Singlet-Oxygen-Induced Phospholipase A(2) Inhibition: A Major Role for Interfacial Tryptophan Dioxidation

Several studies have revealed that various diseases such as cancer have been associated with elevated phospholipase A(2) (PLA(2)) activity. Therefore, the regulation of PLA(2) catalytic activity is undoubtedly vital. In this study, effective inactivation of PLA(2) due to reactive species produced from cold physical plasma as a source to model oxidative stress is reported. We found singlet oxygen to be the most relevant active agent in PLA(2) inhibition.
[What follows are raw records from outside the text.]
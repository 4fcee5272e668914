//! Simulated doorway - deterministic two-sided distance simulation
//!
//! Both sides share one `SimulatedDoorway` world so scripted transits hit the
//! sensors in the correct order: the first side occludes at `at_s`, the
//! opposite side `stagger_s` later, and each stays occluded for
//! `side_dwell_s`. Used for development and demos without hardware.

use std::sync::Arc;
use std::time::Instant;

use contracts::{CrossingDirection, DistanceSource, Side, SimulationConfig};
use tracing::{debug, trace};

/// Small deterministic ripple so baselines are not perfectly flat
const JITTER_AMPLITUDE_CM: f64 = 0.4;
const JITTER_FREQUENCY_HZ: f64 = 1.3;

/// Shared simulated doorway world
///
/// Immutable after construction; both side handles sample it against the same
/// start instant.
pub struct SimulatedDoorway {
    config: SimulationConfig,
    /// Side a person blocks first when entering (installation mapping)
    entry_first: Side,
    started: Instant,
}

impl SimulatedDoorway {
    /// Create a simulated doorway
    ///
    /// `entry_first` is the side an entering person occludes first - the same
    /// side the detector's `entry_origin` names.
    pub fn new(config: SimulationConfig, entry_first: Side) -> Self {
        debug!(
            baseline_left_cm = config.baseline_left_cm,
            baseline_right_cm = config.baseline_right_cm,
            transits = config.transits.len(),
            entry_first = %entry_first,
            "simulated doorway created"
        );

        Self {
            config,
            entry_first,
            started: Instant::now(),
        }
    }

    /// Sample one side at the current wall-clock offset
    pub fn sample(&self, side: Side) -> f64 {
        self.sample_at(side, self.started.elapsed().as_secs_f64())
    }

    /// Sample one side at an explicit elapsed time (deterministic)
    pub fn sample_at(&self, side: Side, elapsed_s: f64) -> f64 {
        let baseline = self.baseline(side);

        if self.is_blocked(side, elapsed_s) {
            return baseline - self.config.body_depth_cm;
        }

        baseline + JITTER_AMPLITUDE_CM * (elapsed_s * JITTER_FREQUENCY_HZ).sin()
    }

    fn baseline(&self, side: Side) -> f64 {
        match side {
            Side::Left => self.config.baseline_left_cm,
            Side::Right => self.config.baseline_right_cm,
        }
    }

    fn is_blocked(&self, side: Side, elapsed_s: f64) -> bool {
        let dwell = self.config.side_dwell_s;
        let stagger = self.config.stagger_s;

        self.config.transits.iter().any(|transit| {
            let first = self.first_side(transit.direction);
            let start = if side == first {
                transit.at_s
            } else {
                transit.at_s + stagger
            };
            elapsed_s >= start && elapsed_s <= start + dwell
        })
    }

    fn first_side(&self, direction: CrossingDirection) -> Side {
        match direction {
            CrossingDirection::Entry => self.entry_first,
            CrossingDirection::Exit => self.entry_first.opposite(),
        }
    }
}

/// One side's handle onto the shared simulated doorway
pub struct SimulatedSource {
    label: String,
    side: Side,
    max_range_cm: f64,
    world: Arc<SimulatedDoorway>,
}

impl SimulatedSource {
    /// Create a handle for one side
    pub fn new(
        label: impl Into<String>,
        side: Side,
        max_range_cm: f64,
        world: Arc<SimulatedDoorway>,
    ) -> Self {
        Self {
            label: label.into(),
            side,
            max_range_cm,
            world,
        }
    }
}

impl DistanceSource for SimulatedSource {
    fn label(&self) -> &str {
        &self.label
    }

    fn max_range_cm(&self) -> f64 {
        self.max_range_cm
    }

    fn measure(&mut self) -> f64 {
        let distance_cm = self.world.sample(self.side).min(self.max_range_cm);
        trace!(label = %self.label, side = %self.side, distance_cm, "simulated measurement");
        distance_cm
    }
}

#[cfg(test)]
mod tests {
    use super::*;
    use contracts::TransitScript;

    fn world_with_entry_at(at_s: f64) -> SimulatedDoorway {
        let config = SimulationConfig {
            baseline_left_cm: 120.0,
            baseline_right_cm: 110.0,
            body_depth_cm: 45.0,
            side_dwell_s: 0.8,
            stagger_s: 0.3,
            transits: vec![TransitScript {
                at_s,
                direction: CrossingDirection::Entry,
            }],
        };
        // Entry-first side is Right, matching the default direction mapping
        SimulatedDoorway::new(config, Side::Right)
    }

    #[test]
    fn test_resting_distance_near_baseline() {
        let world = world_with_entry_at(100.0);

        let left = world.sample_at(Side::Left, 1.0);
        let right = world.sample_at(Side::Right, 1.0);

        assert!((left - 120.0).abs() <= JITTER_AMPLITUDE_CM);
        assert!((right - 110.0).abs() <= JITTER_AMPLITUDE_CM);
    }

    #[test]
    fn test_entry_blocks_entry_first_side_first() {
        let world = world_with_entry_at(5.0);

        // At transit start only the entry-first side (right) is blocked
        assert_eq!(world.sample_at(Side::Right, 5.1), 110.0 - 45.0);
        assert!(world.sample_at(Side::Left, 5.1) > 100.0);

        // After the stagger both sides read occluded
        assert_eq!(world.sample_at(Side::Left, 5.4), 120.0 - 45.0);
        assert_eq!(world.sample_at(Side::Right, 5.4), 110.0 - 45.0);
    }

    #[test]
    fn test_doorway_clears_after_dwell() {
        let world = world_with_entry_at(5.0);

        // Right window is [5.0, 5.8], left window is [5.3, 6.1]
        assert!(world.sample_at(Side::Right, 6.0) > 100.0);
        assert!(world.sample_at(Side::Left, 6.2) > 100.0);
    }

    #[test]
    fn test_exit_blocks_opposite_side_first() {
        let config = SimulationConfig {
            transits: vec![TransitScript {
                at_s: 2.0,
                direction: CrossingDirection::Exit,
            }],
            ..SimulationConfig::default()
        };
        let world = SimulatedDoorway::new(config, Side::Right);

        // Exits start on the left when entries start on the right
        assert_eq!(world.sample_at(Side::Left, 2.1), 120.0 - 45.0);
        assert!(world.sample_at(Side::Right, 2.1) > 100.0);
    }
}
use std::collections::{BTreeMap, HashMap};
use std::sync::Mutex;

use crate::entities::object::{GameObject, ObjectId};
use crate::net::messages;
use crate::world::location::LocationVector;
use crate::world::navmesh::NavMeshService;

pub const DEFAULT_INTEREST_RANGE: f64 = 250.0;
const SPAWN_SAMPLE_RADIUS: f64 = 50.0;

#[derive(Debug, Clone)]
pub struct DistrictData {
    pub id: u8,
    pub name: String,
    pub nav_file: Option<String>,
    pub adjacent: Vec<u8>,
    pub hardlines: Vec<LocationVector>,
    pub spawn_points: Vec<LocationVector>,
}

impl DistrictData {
    pub fn named(id: u8, name: &str) -> Self {
        Self {
            id,
            name: name.to_string(),
            nav_file: None,
            adjacent: Vec::new(),
            hardlines: Vec::new(),
            spawn_points: Vec::new(),
        }
    }
}

/// The twelve districts of the wire contract.
pub fn builtin_districts() -> Vec<DistrictData> {
    vec![
        DistrictData::named(messages::DISTRICT_RICHLAND, "Richland"),
        DistrictData::named(messages::DISTRICT_DOWNTOWN, "Downtown"),
        DistrictData::named(messages::DISTRICT_WESTVIEW, "Westview"),
        DistrictData::named(messages::DISTRICT_INTERNATIONAL, "International"),
        DistrictData::named(messages::DISTRICT_UENO, "Ueno"),
        DistrictData::named(messages::DISTRICT_STAMOS, "Stamos"),
        DistrictData::named(messages::DISTRICT_TABOR, "Tabor"),
        DistrictData::named(messages::DISTRICT_EDGEWATER, "Edgewater"),
        DistrictData::named(messages::DISTRICT_GRACY, "Gracy"),
        DistrictData::named(messages::DISTRICT_HISTORIC, "Historic"),
        DistrictData::named(messages::DISTRICT_CENTER, "Center"),
        DistrictData::named(messages::DISTRICT_KEDEMOTH, "Kedemoth"),
    ]
}

#[derive(Debug, Default)]
struct ObjectRegistry {
    objects: HashMap<ObjectId, GameObject>,
    district_objects: HashMap<u8, Vec<ObjectId>>,
}

impl ObjectRegistry {
    fn detach_from_district(&mut self, id: ObjectId, district: u8) {
        if let Some(ids) = self.district_objects.get_mut(&district) {
            ids.retain(|&entry| entry != id);
            if ids.is_empty() {
                self.district_objects.remove(&district);
            }
        }
    }
}

/// Authoritative object registry, partitioned by district. The registry lock
/// guards the object map and the district index together so the partition
/// invariant holds at every release of the lock.
#[derive(Debug)]
pub struct WorldManager {
    districts: BTreeMap<u8, DistrictData>,
    navmesh: NavMeshService,
    registry: Mutex<ObjectRegistry>,
}

impl WorldManager {
    pub fn new(districts: Vec<DistrictData>, navmesh: NavMeshService) -> Self {
        Self {
            districts: districts.into_iter().map(|d| (d.id, d)).collect(),
            navmesh,
            registry: Mutex::new(ObjectRegistry::default()),
        }
    }

    pub fn district(&self, id: u8) -> Option<&DistrictData> {
        self.districts.get(&id)
    }

    pub fn districts(&self) -> impl Iterator<Item = &DistrictData> {
        self.districts.values()
    }

    pub fn navmesh(&self) -> &NavMeshService {
        &self.navmesh
    }

    pub fn add_object(&self, object: GameObject) -> Result<(), String> {
        let mut registry = self.lock_registry();
        if registry.objects.contains_key(&object.id) {
            return Err(format!("object id {} already registered", object.id));
        }
        registry
            .district_objects
            .entry(object.district)
            .or_default()
            .push(object.id);
        registry.objects.insert(object.id, object);
        Ok(())
    }

    pub fn remove_object(&self, id: ObjectId) -> Option<GameObject> {
        let mut registry = self.lock_registry();
        let object = registry.objects.remove(&id)?;
        registry.detach_from_district(id, object.district);
        Some(object)
    }

    pub fn get_object(&self, id: ObjectId) -> Option<GameObject> {
        self.lock_registry().objects.get(&id).cloned()
    }

    pub fn object_count(&self) -> usize {
        self.lock_registry().objects.len()
    }

    /// In-place mutation of a registered object. The closure must not change
    /// the district; use `update_object_position` for moves.
    pub fn update_object(&self, id: ObjectId, mutate: impl FnOnce(&mut GameObject)) -> bool {
        let mut registry = self.lock_registry();
        match registry.objects.get_mut(&id) {
            Some(object) => {
                let district = object.district;
                mutate(object);
                object.district = district;
                true
            }
            None => false,
        }
    }

    /// Moves an object, migrating the district index when it changes
    /// district. Returns false for an unknown id.
    pub fn update_object_position(
        &self,
        id: ObjectId,
        position: LocationVector,
        district: u8,
    ) -> bool {
        let mut registry = self.lock_registry();
        let Some(object) = registry.objects.get_mut(&id) else {
            return false;
        };
        let old_district = object.district;
        object.position = position;
        object.district = district;
        if old_district != district {
            registry.detach_from_district(id, old_district);
            registry
                .district_objects
                .entry(district)
                .or_default()
                .push(id);
        }
        true
    }

    pub fn objects_in_district(&self, district: u8) -> Vec<GameObject> {
        let registry = self.lock_registry();
        registry
            .district_objects
            .get(&district)
            .map(|ids| {
                ids.iter()
                    .filter_map(|id| registry.objects.get(id).cloned())
                    .collect()
            })
            .unwrap_or_default()
    }

    pub fn objects_in_range(
        &self,
        position: &LocationVector,
        range: f64,
        district: u8,
    ) -> Vec<GameObject> {
        let registry = self.lock_registry();
        let Some(ids) = registry.district_objects.get(&district) else {
            return Vec::new();
        };
        ids.iter()
            .filter_map(|id| registry.objects.get(id))
            .filter(|object| position.distance(&object.position) <= range)
            .cloned()
            .collect()
    }

    pub fn nearest_object(
        &self,
        position: &LocationVector,
        object_type: u16,
        district: u8,
        max_range: f64,
    ) -> Option<GameObject> {
        let registry = self.lock_registry();
        let ids = registry.district_objects.get(&district)?;
        ids.iter()
            .filter_map(|id| registry.objects.get(id))
            .filter(|object| object.object_type == object_type)
            .map(|object| (position.distance_sq(&object.position), object))
            .filter(|(dist_sq, _)| *dist_sq <= max_range * max_range)
            .min_by(|(a, _), (b, _)| a.total_cmp(b))
            .map(|(_, object)| object.clone())
    }

    /// The objects a viewer at `position` should currently know about:
    /// visible, same district, within range, excluding the viewer itself.
    pub fn interest_set(
        &self,
        position: &LocationVector,
        district: u8,
        range: f64,
        viewer: ObjectId,
    ) -> Vec<GameObject> {
        self.objects_in_range(position, range, district)
            .into_iter()
            .filter(|object| object.visible && object.id != viewer)
            .collect()
    }

    pub fn find_path(
        &self,
        start: &LocationVector,
        end: &LocationVector,
        district: u8,
    ) -> Vec<LocationVector> {
        self.navmesh.find_path(district, start, end)
    }

    pub fn has_line_of_sight(
        &self,
        start: &LocationVector,
        end: &LocationVector,
        district: u8,
    ) -> bool {
        self.navmesh.has_line_of_sight(district, start, end)
    }

    pub fn is_position_valid(&self, position: &LocationVector, district: u8) -> bool {
        self.navmesh.is_position_valid(district, position)
    }

    pub fn closest_valid_position(
        &self,
        position: &LocationVector,
        district: u8,
        max_distance: f64,
    ) -> LocationVector {
        self.navmesh
            .closest_valid_position(district, position, max_distance)
    }

    /// Declared spawn list first, otherwise a navmesh sample around the first
    /// hardline or the origin.
    pub fn random_spawn_position(&self, district: u8) -> LocationVector {
        if let Some(data) = self.districts.get(&district) {
            if !data.spawn_points.is_empty() {
                use rand::Rng;
                let idx = rand::thread_rng().gen_range(0..data.spawn_points.len());
                return data.spawn_points[idx];
            }
            let center = data
                .hardlines
                .first()
                .copied()
                .unwrap_or_default();
            return self
                .navmesh
                .random_point(district, &center, SPAWN_SAMPLE_RADIUS);
        }
        LocationVector::default()
    }

    /// Partition invariant: an id is in `objects` iff it appears in exactly
    /// one district bucket, the bucket of its own district.
    pub fn partition_consistent(&self) -> bool {
        let registry = self.lock_registry();
        let mut indexed = 0usize;
        for (district, ids) in &registry.district_objects {
            for id in ids {
                indexed += 1;
                match registry.objects.get(id) {
                    Some(object) if object.district == *district => {}
                    _ => return false,
                }
            }
        }
        indexed == registry.objects.len()
    }

    fn lock_registry(&self) -> std::sync::MutexGuard<'_, ObjectRegistry> {
        match self.registry.lock() {
            Ok(guard) => guard,
            Err(poisoned) => poisoned.into_inner(),
        }
    }
}

#[cfg(test)]
mod tests {
    use super::*;
    use crate::entities::object::ObjectIdAllocator;
    use crate::net::messages::{OBJECT_TYPE_HARDLINE, OBJECT_TYPE_NPC, OBJECT_TYPE_PLAYER};

    fn manager() -> (WorldManager, ObjectIdAllocator) {
        (
            WorldManager::new(builtin_districts(), NavMeshService::new()),
            ObjectIdAllocator::new(),
        )
    }

    fn spawn(
        manager: &WorldManager,
        allocator: &ObjectIdAllocator,
        object_type: u16,
        district: u8,
        x: f64,
        y: f64,
    ) -> ObjectId {
        let id = allocator.allocate();
        manager
            .add_object(GameObject::new(
                id,
                object_type,
                district,
                LocationVector::new(x, y, 0.0),
            ))
            .expect("add object");
        id
    }

    #[test]
    fn duplicate_object_id_is_rejected() {
        let (manager, allocator) = manager();
        let id = spawn(&manager, &allocator, OBJECT_TYPE_NPC, 1, 0.0, 0.0);
        let err = manager
            .add_object(GameObject::new(id, OBJECT_TYPE_NPC, 1, LocationVector::default()))
            .unwrap_err();
        assert!(err.contains("already registered"));
    }

    #[test]
    fn partition_tracks_adds_moves_and_removes() {
        let (manager, allocator) = manager();
        let a = spawn(&manager, &allocator, OBJECT_TYPE_PLAYER, 1, 0.0, 0.0);
        let b = spawn(&manager, &allocator, OBJECT_TYPE_NPC, 1, 5.0, 0.0);
        let c = spawn(&manager, &allocator, OBJECT_TYPE_NPC, 2, 0.0, 0.0);
        assert!(manager.partition_consistent());
        assert_eq!(manager.objects_in_district(1).len(), 2);
        assert_eq!(manager.objects_in_district(2).len(), 1);

        assert!(manager.update_object_position(a, LocationVector::new(1.0, 1.0, 0.0), 2));
        assert!(manager.partition_consistent());
        assert_eq!(manager.objects_in_district(1).len(), 1);
        assert_eq!(manager.objects_in_district(2).len(), 2);

        assert!(manager.remove_object(b).is_some());
        assert!(manager.remove_object(c).is_some());
        assert!(manager.partition_consistent());
        assert_eq!(manager.object_count(), 1);
    }

    #[test]
    fn range_query_is_district_scoped() {
        let (manager, allocator) = manager();
        let center = LocationVector::new(0.0, 0.0, 0.0);
        spawn(&manager, &allocator, OBJECT_TYPE_NPC, 1, 3.0, 0.0);
        spawn(&manager, &allocator, OBJECT_TYPE_NPC, 1, 30.0, 0.0);
        spawn(&manager, &allocator, OBJECT_TYPE_NPC, 2, 1.0, 0.0);

        let near = manager.objects_in_range(&center, 10.0, 1);
        assert_eq!(near.len(), 1);
        assert_eq!(near[0].position.x, 3.0);
    }

    #[test]
    fn nearest_object_filters_by_type_and_range() {
        let (manager, allocator) = manager();
        let center = LocationVector::new(0.0, 0.0, 0.0);
        spawn(&manager, &allocator, OBJECT_TYPE_NPC, 1, 4.0, 0.0);
        let hardline = spawn(&manager, &allocator, OBJECT_TYPE_HARDLINE, 1, 8.0, 0.0);
        spawn(&manager, &allocator, OBJECT_TYPE_HARDLINE, 1, 20.0, 0.0);

        let found = manager
            .nearest_object(&center, OBJECT_TYPE_HARDLINE, 1, 100.0)
            .expect("hardline");
        assert_eq!(found.id, hardline);
        assert!(manager
            .nearest_object(&center, OBJECT_TYPE_HARDLINE, 1, 5.0)
            .is_none());
        assert!(manager
            .nearest_object(&center, OBJECT_TYPE_HARDLINE, 2, 100.0)
            .is_none());
    }

    #[test]
    fn interest_set_excludes_viewer_and_invisible() {
        let (manager, allocator) = manager();
        let viewer = spawn(&manager, &allocator, OBJECT_TYPE_PLAYER, 1, 0.0, 0.0);
        let other = spawn(&manager, &allocator, OBJECT_TYPE_PLAYER, 1, 2.0, 0.0);
        let hidden = allocator.allocate();
        let mut ghost = GameObject::new(
            hidden,
            OBJECT_TYPE_NPC,
            1,
            LocationVector::new(1.0, 0.0, 0.0),
        );
        ghost.visible = false;
        manager.add_object(ghost).expect("add ghost");

        let center = LocationVector::new(0.0, 0.0, 0.0);
        let interest = manager.interest_set(&center, 1, 10.0, viewer);
        assert_eq!(interest.len(), 1);
        assert_eq!(interest[0].id, other);
    }

    #[test]
    fn spawn_position_prefers_declared_points() {
        let mut districts = builtin_districts();
        districts[0]
            .spawn_points
            .push(LocationVector::new(7.0, 7.0, 0.0));
        let manager = WorldManager::new(districts, NavMeshService::new());
        let spawn = manager.random_spawn_position(messages::DISTRICT_RICHLAND);
        assert_eq!(spawn.x, 7.0);
        assert_eq!(spawn.y, 7.0);
    }
}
A more detailed analysis of the plasma-treated PLA(2) identified tryptophan 128 as a hot spot, rich in double oxidation. The significant dioxidation of this interfacial tryptophan resulted in an N-formylkynurenine product via the oxidative opening of the tryptophan indole ring. Molecular dynamics simulation indicated that the efficient interactions between the tryptophan residue and phospholipids are eliminated following tryptophan dioxidation. As interfacial tryptophan residues are predominantly involved in the attaching of membrane enzymes to the bilayers, tryptophan dioxidation and indole ring opening leads to the loss of essential interactions for enzyme binding and, consequently, enzyme inactivation.